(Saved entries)
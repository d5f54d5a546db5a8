use actix_web::{delete, get, post, web, HttpResponse, Responder, Result};
use becathlon::catalog::{self, ProductFilter, ProductFilterParams};
use becathlon::db::DbPool;
use becathlon::insertables::NewProduct;
use becathlon::ratings;
use becathlon::response::ApiResponse;
use becathlon::session::Visitor;

#[get("/product-types")]
async fn get_product_types(pool: web::Data<DbPool>) -> Result<impl Responder> {
    let types = web::block(move || {
        let mut conn = pool.get()?;
        catalog::list_product_types(&mut conn)
    })
    .await??;
    Ok(HttpResponse::Ok().json(ApiResponse::ok(types)))
}

#[get("/products")]
async fn get_products(
    pool: web::Data<DbPool>,
    params: web::Query<ProductFilterParams>,
) -> Result<impl Responder> {
    let filter = ProductFilter::from(params.into_inner());
    let page = web::block(move || {
        let mut conn = pool.get()?;
        catalog::list_products(&mut conn, &filter)
    })
    .await??;
    Ok(HttpResponse::Ok().json(ApiResponse::ok(page)))
}

#[get("/products/{product_id}")]
async fn get_product(pool: web::Data<DbPool>, product_id: web::Path<i32>) -> Result<impl Responder> {
    let detail = web::block(move || {
        let mut conn = pool.get()?;
        catalog::product_detail(&mut conn, *product_id)
    })
    .await??;
    Ok(HttpResponse::Ok().json(ApiResponse::ok(detail)))
}

#[get("/products/{product_id}/quick-view")]
async fn quick_view(pool: web::Data<DbPool>, product_id: web::Path<i32>) -> Result<impl Responder> {
    let view = web::block(move || {
        let mut conn = pool.get()?;
        catalog::quick_view(&mut conn, *product_id)
    })
    .await??;
    Ok(HttpResponse::Ok().json(ApiResponse::ok(view)))
}

#[get("/products/{product_id}/ratings")]
async fn get_product_ratings(
    pool: web::Data<DbPool>,
    product_id: web::Path<i32>,
) -> Result<impl Responder> {
    let list = web::block(move || {
        let mut conn = pool.get()?;
        ratings::list_ratings(&mut conn, *product_id)
    })
    .await??;
    Ok(HttpResponse::Ok().json(ApiResponse::ok(list)))
}

#[post("/products")]
async fn create_product(
    pool: web::Data<DbPool>,
    visitor: Visitor,
    form: web::Json<NewProduct>,
) -> Result<impl Responder> {
    let user_id = visitor.require_user()?;
    catalog::validate_new_product(&form)?;
    let product = web::block(move || {
        let mut conn = pool.get()?;
        catalog::create_product(&mut conn, user_id, form.into_inner())
    })
    .await??;
    Ok(HttpResponse::Created().json(ApiResponse::with_message("Product created.", product)))
}

#[delete("/products/{product_id}")]
async fn delete_product(
    pool: web::Data<DbPool>,
    visitor: Visitor,
    product_id: web::Path<i32>,
) -> Result<impl Responder> {
    let user_id = visitor.require_user()?;
    web::block(move || {
        let mut conn = pool.get()?;
        catalog::delete_product(&mut conn, user_id, *product_id)
    })
    .await??;
    Ok(HttpResponse::Ok().json(ApiResponse::message("Product deleted.")))
}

# TASK TO CARRY OUT
Give every entry again, exactly as it reads.

# ANSWER TO THIS PROBLEM
repository d5f54d5a546db5a8
use actix_web::{delete, get, post, web, HttpResponse, Responder, Result};
use becathlon::catalog::{self, ProductFilter, ProductFilterParams};
use becathlon::db::DbPool;
use becathlon::insertables::NewProduct;
use becathlon::ratings;
use becathlon::response::ApiResponse;
use becathlon::session::Visitor;

#[get("/product-types")]
async fn get_product_types(pool: web::Data<DbPool>) -> Result<impl Responder> {
    let types = web::block(move || {
        let mut conn = pool.get()?;
        catalog::list_product_types(&mut conn)
    })
    .await??;
    Ok(HttpResponse::Ok().json(ApiResponse::ok(types)))
}

#[get("/products")]
async fn get_products(
    pool: web::Data<DbPool>,
    params: web::Query<ProductFilterParams>,
) -> Result<impl Responder> {
    let filter = ProductFilter::from(params.into_inner());
    let page = web::block(move || {
        let mut conn = pool.get()?;
        catalog::list_products(&mut conn, &filter)
    })
    .await??;
    Ok(HttpResponse::Ok().json(ApiResponse::ok(page)))
}

#[get("/products/{product_id}")]
async fn get_product(pool: web::Data<DbPool>, product_id: web::Path<i32>) -> Result<impl Responder> {
    let detail = web::block(move || {
        let mut conn = pool.get()?;
        catalog::product_detail(&mut conn, *product_id)
    })
    .await??;
    Ok(HttpResponse::Ok().json(ApiResponse::ok(detail)))
}

#[get("/products/{product_id}/quick-view")]
async fn quick_view(pool: web::Data<DbPool>, product_id: web::Path<i32>) -> Result<impl Responder> {
    let view = web::block(move || {
        let mut conn = pool.get()?;
        catalog::quick_view(&mut conn, *product_id)
    })
    .await??;
    Ok(HttpResponse::Ok().json(ApiResponse::ok(view)))
}

#[get("/products/{product_id}/ratings")]
async fn get_product_ratings(
    pool: web::Data<DbPool>,
    product_id: web::Path<i32>,
) -> Result<impl Responder> {
    let list = web::block(move || {
        let mut conn = pool.get()?;
        ratings::list_ratings(&mut conn, *product_id)
    })
    .await??;
    Ok(HttpResponse::Ok().json(ApiResponse::ok(list)))
}

#[post("/products")]
async fn create_product(
    pool: web::Data<DbPool>,
    visitor: Visitor,
    form: web::Json<NewProduct>,
) -> Result<impl Responder> {
    let user_id = visitor.require_user()?;
    catalog::validate_new_product(&form)?;
    let product = web::block(move || {
        let mut conn = pool.get()?;
        catalog::create_product(&mut conn, user_id, form.into_inner())
    })
    .await??;
    Ok(HttpResponse::Created().json(ApiResponse::with_message("Product created.", product)))
}

#[delete("/products/{product_id}")]
async fn delete_product(
    pool: web::Data<DbPool>,
    visitor: Visitor,
    product_id: web::Path<i32>,
) -> Result<impl Responder> {
    let user_id = visitor.require_user()?;
    web::block(move || {
        let mut conn = pool.get()?;
        catalog::delete_product(&mut conn, user_id, *product_id)
    })
    .await??;
    Ok(HttpResponse::Ok().json(ApiResponse::message("Product deleted.")))
}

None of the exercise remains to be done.